With a mountain of data in its servers from the 75 million users it has had since it was founded, Match has been able to uncover a series of curious trends. Some findings are obvious. Women are less likely to e-mail with men who live far away, men who are older than they are, and men who are short. Other findings are more nuanced. Catholic women are especially unlikely to e-mail a Hindu or atheist male. While men are most particular about hair colour, a woman's income is less important to them. "We are so focused on behaviour rather than stated preferences because we find people break from their stated preferences so often," Thombre says.

The Match algorithm is constantly at work behind the scenes, scouring terabytes of data and working to find possible matches. Likely candidates are suggested when users ask to see "more like this" and are also put forward through the "Daily5", a selection of profiles e-mailed to users each day.

But it is not enough for Match simply to suggest dates without gauging the effectiveness of its efforts. When each Daily5 profile is viewed, the user has to "rate" that profile before he or she can see the next one. The site asks users if they are interested in the suggested match, and gets a reply of "Yes", "No" or "Maybe". Each answer is recorded and logged with the user's profile, becoming another data point for the algorithm to work with.

It's not known how many dates the algorithm has resulted in. Match can't know what happens offline. Yet it is clear that changes to the algorithm orchestrated by Ginsberg and Thombre have had an impact on Match users' engagement with the site. Since the introduction of the improved ­algorithm, the "Yes" ratings on the Daily5 have increased over 100 per cent. More than half the e-mails sent on Match now originate from ­recommended matches (chiefly Daily5). And during the past year users have logged more than 416 million Daily5 ratings. Says Ginsberg: "If we can get more people going out on dates, it will have a profound impact on our success rate."

. . .

On the evening of April 5, 2010, Jonathan Cambry, a muscular ­professional pianist living in Chicago, switched on his ­computer and logged on to Match.com. Cambry, then 28, had joined Match a few months earlier. He had recently ­separated from a girlfriend, but had grown weary of spending time and money trying to find dates at local bars. "That wasn't something I was interested in, and it gets expensive," Cambry explains.
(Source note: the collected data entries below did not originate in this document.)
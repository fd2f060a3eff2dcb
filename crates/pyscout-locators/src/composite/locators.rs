//! Fan-in over child locators.
//!
//! Environments are yielded as soon as any child produces them. Each
//! child's background updates are re-keyed into the composite's own index
//! space, and the composite's update channel ends with a single
//! [`IteratorUpdate::Complete`] once every child finished both iterating
//! and updating.

use std::collections::HashMap;
use std::sync::{Arc, Mutex, PoisonError};

use async_stream::stream;
use async_trait::async_trait;
use futures_util::stream::{self as futures_stream, BoxStream, SelectAll};
use futures_util::StreamExt;
use pyscout_core::{
    EnvIterator, EnvResolver, IteratorUpdate, IteratorUpdates, Locator, PythonEnvInfo,
    PythonEnvUpdatedEvent, PythonEnvsChangedEvent, PythonLocatorQuery,
};
use tokio::runtime::Handle;
use tokio::sync::{broadcast, mpsc, oneshot};
use tokio_util::sync::CancellationToken;
use tracing::{debug, warn};

use super::relay::ChangeRelay;

/// `(child, child-local index)` → composite index.
type IndexMap = Arc<Mutex<HashMap<(usize, usize), usize>>>;

pub struct Locators {
    children: Vec<Arc<dyn Locator>>,
    relay: ChangeRelay,
}

impl Locators {
    pub const NAME: &'static str = "locators";

    pub fn new(children: Vec<Arc<dyn Locator>>) -> Self {
        Self {
            children,
            relay: ChangeRelay::new(),
        }
    }

    pub fn children(&self) -> &[Arc<dyn Locator>] {
        &self.children
    }
}

fn lookup(index_map: &IndexMap, child: usize, local: usize) -> Option<usize> {
    index_map
        .lock()
        .unwrap_or_else(PoisonError::into_inner)
        .get(&(child, local))
        .copied()
}

/// A child's updates as a stream that always ends with `Complete`, even
/// when the child drops its sender without sending one.
fn child_updates(
    child: usize,
    updates: IteratorUpdates,
) -> BoxStream<'static, (usize, IteratorUpdate)> {
    futures_stream::unfold(Some(updates), |state| async move {
        let mut updates = state?;
        match updates.recv().await {
            Some(IteratorUpdate::Updated(event)) => {
                Some((IteratorUpdate::Updated(event), Some(updates)))
            }
            Some(IteratorUpdate::Complete) | None => Some((IteratorUpdate::Complete, None)),
        }
    })
    .map(move |update| (child, update))
    .boxed()
}

/// Re-key and forward child updates until every child and the iteration
/// itself are done.
async fn relay_updates(
    mut updates: SelectAll<BoxStream<'static, (usize, IteratorUpdate)>>,
    mut pending_children: usize,
    index_map: IndexMap,
    mut iteration_done: oneshot::Receiver<()>,
    tx: mpsc::UnboundedSender<IteratorUpdate>,
    cancel: CancellationToken,
) {
    let mut finished_iterating = false;
    let mut buffered: Vec<(usize, PythonEnvUpdatedEvent)> = Vec::new();

    let send = |child: usize,
                mut event: PythonEnvUpdatedEvent|
     -> Option<(usize, PythonEnvUpdatedEvent)> {
        match lookup(&index_map, child, event.index) {
            Some(index) => {
                event.index = index;
                let _ = tx.send(IteratorUpdate::Updated(event));
                None
            }
            None => Some((child, event)),
        }
    };

    while !(finished_iterating && pending_children == 0) {
        tokio::select! {
            () = cancel.cancelled() => return,
            _ = &mut iteration_done, if !finished_iterating => {
                finished_iterating = true;
            }
            item = updates.next(), if pending_children > 0 => match item {
                Some((child, IteratorUpdate::Updated(event))) => {
                    if let Some(unmapped) = send(child, event) {
                        buffered.push(unmapped);
                    }
                }
                Some((_, IteratorUpdate::Complete)) => pending_children -= 1,
                None => pending_children = 0,
            },
        }
        buffered = buffered
            .into_iter()
            .filter_map(|(child, event)| send(child, event))
            .collect();
    }

    for (child, event) in buffered {
        debug!(
            child,
            index = event.index,
            "Dropping update for an environment that was never yielded"
        );
    }
    let _ = tx.send(IteratorUpdate::Complete);
}

impl Locator for Locators {
    fn name(&self) -> &str {
        Self::NAME
    }

    fn iter_envs(&self, query: &PythonLocatorQuery) -> EnvIterator {
        let index_map: IndexMap = Arc::new(Mutex::new(HashMap::new()));
        let mut envs = SelectAll::new();
        let mut updates = SelectAll::new();
        let mut pending_children = 0;

        for (child, locator) in self.children.iter().enumerate() {
            let iterator = locator.iter_envs(query);
            envs.push(
                iterator
                    .envs
                    .enumerate()
                    .map(move |(local, env)| (child, local, env))
                    .boxed(),
            );
            if let Some(child_stream) = iterator.updates {
                updates.push(child_updates(child, child_stream));
                pending_children += 1;
            }
        }

        let (done_tx, done_rx) = oneshot::channel();
        let (tx, rx) = mpsc::unbounded_channel();
        let cancel = CancellationToken::new();
        let guard = cancel.clone().drop_guard();

        match Handle::try_current() {
            Ok(handle) => {
                handle.spawn(relay_updates(
                    updates,
                    pending_children,
                    Arc::clone(&index_map),
                    done_rx,
                    tx,
                    cancel,
                ));
            }
            Err(_) => {
                warn!("No async runtime; background updates of child locators are dropped");
                let _ = tx.send(IteratorUpdate::Complete);
            }
        }

        let merged = stream! {
            let mut envs = envs;
            let mut next_index = 0;
            while let Some((child, local, env)) = envs.next().await {
                index_map
                    .lock()
                    .unwrap_or_else(PoisonError::into_inner)
                    .insert((child, local), next_index);
                next_index += 1;
                yield env;
            }
            let _ = done_tx.send(());
        };

        EnvIterator::new(Box::pin(merged)).with_updates(IteratorUpdates::new(rx).with_guard(guard))
    }

    fn subscribe(&self) -> broadcast::Receiver<PythonEnvsChangedEvent> {
        self.relay
            .subscribe(|| self.children.iter().map(|child| child.subscribe()).collect())
    }

    fn resolver(&self) -> Option<&dyn EnvResolver> {
        Some(self)
    }

    fn dispose(&self) {
        self.relay.dispose();
        for child in &self.children {
            child.dispose();
        }
    }
}

#[async_trait]
impl EnvResolver for Locators {
    /// First child that resolves wins; later children are not consulted.
    async fn resolve_env(&self, env: &PythonEnvInfo) -> Option<PythonEnvInfo> {
        for child in &self.children {
            let Some(resolver) = child.resolver() else {
                continue;
            };
            if let Some(resolved) = resolver.resolve_env(env).await {
                debug!(
                    locator = child.name(),
                    path = %resolved.filename().display(),
                    "Resolved environment"
                );
                return Some(resolved);
            }
        }
        None
    }
}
So, for about $20 a month, Cambry maintained an account on Match under the alias "Wrigley-Pianist", where he could browse the online profiles of thousands of women in the Chicago area, and communicate with them through e-mail and instant message. And on this evening, as an ­unseasonably late hailstorm kept most Chicagoans indoors, he was notified by Match that a user named "soubrette1988" was interested in him, having seen his profile in her Daily5.

Viewing the profile, Cambry, who is black, saw a pretty young white woman who lived nearby and seemed to share his interest in music. He sent her a short e-mail to say hello, and within a day received an e-mail from Karrah O'Daniel, an opera singer. Their first date was a flop, but they made it to a second date, and soon Cambry and O'Daniel were getting serious. It turns out they had attended the same music school, but never met there. They took to playing pieces by Franz Liszt together, recording videos that they would post on YouTube. Six months later, he proposed. The two are to wed on October 1 at a church in Minnesota.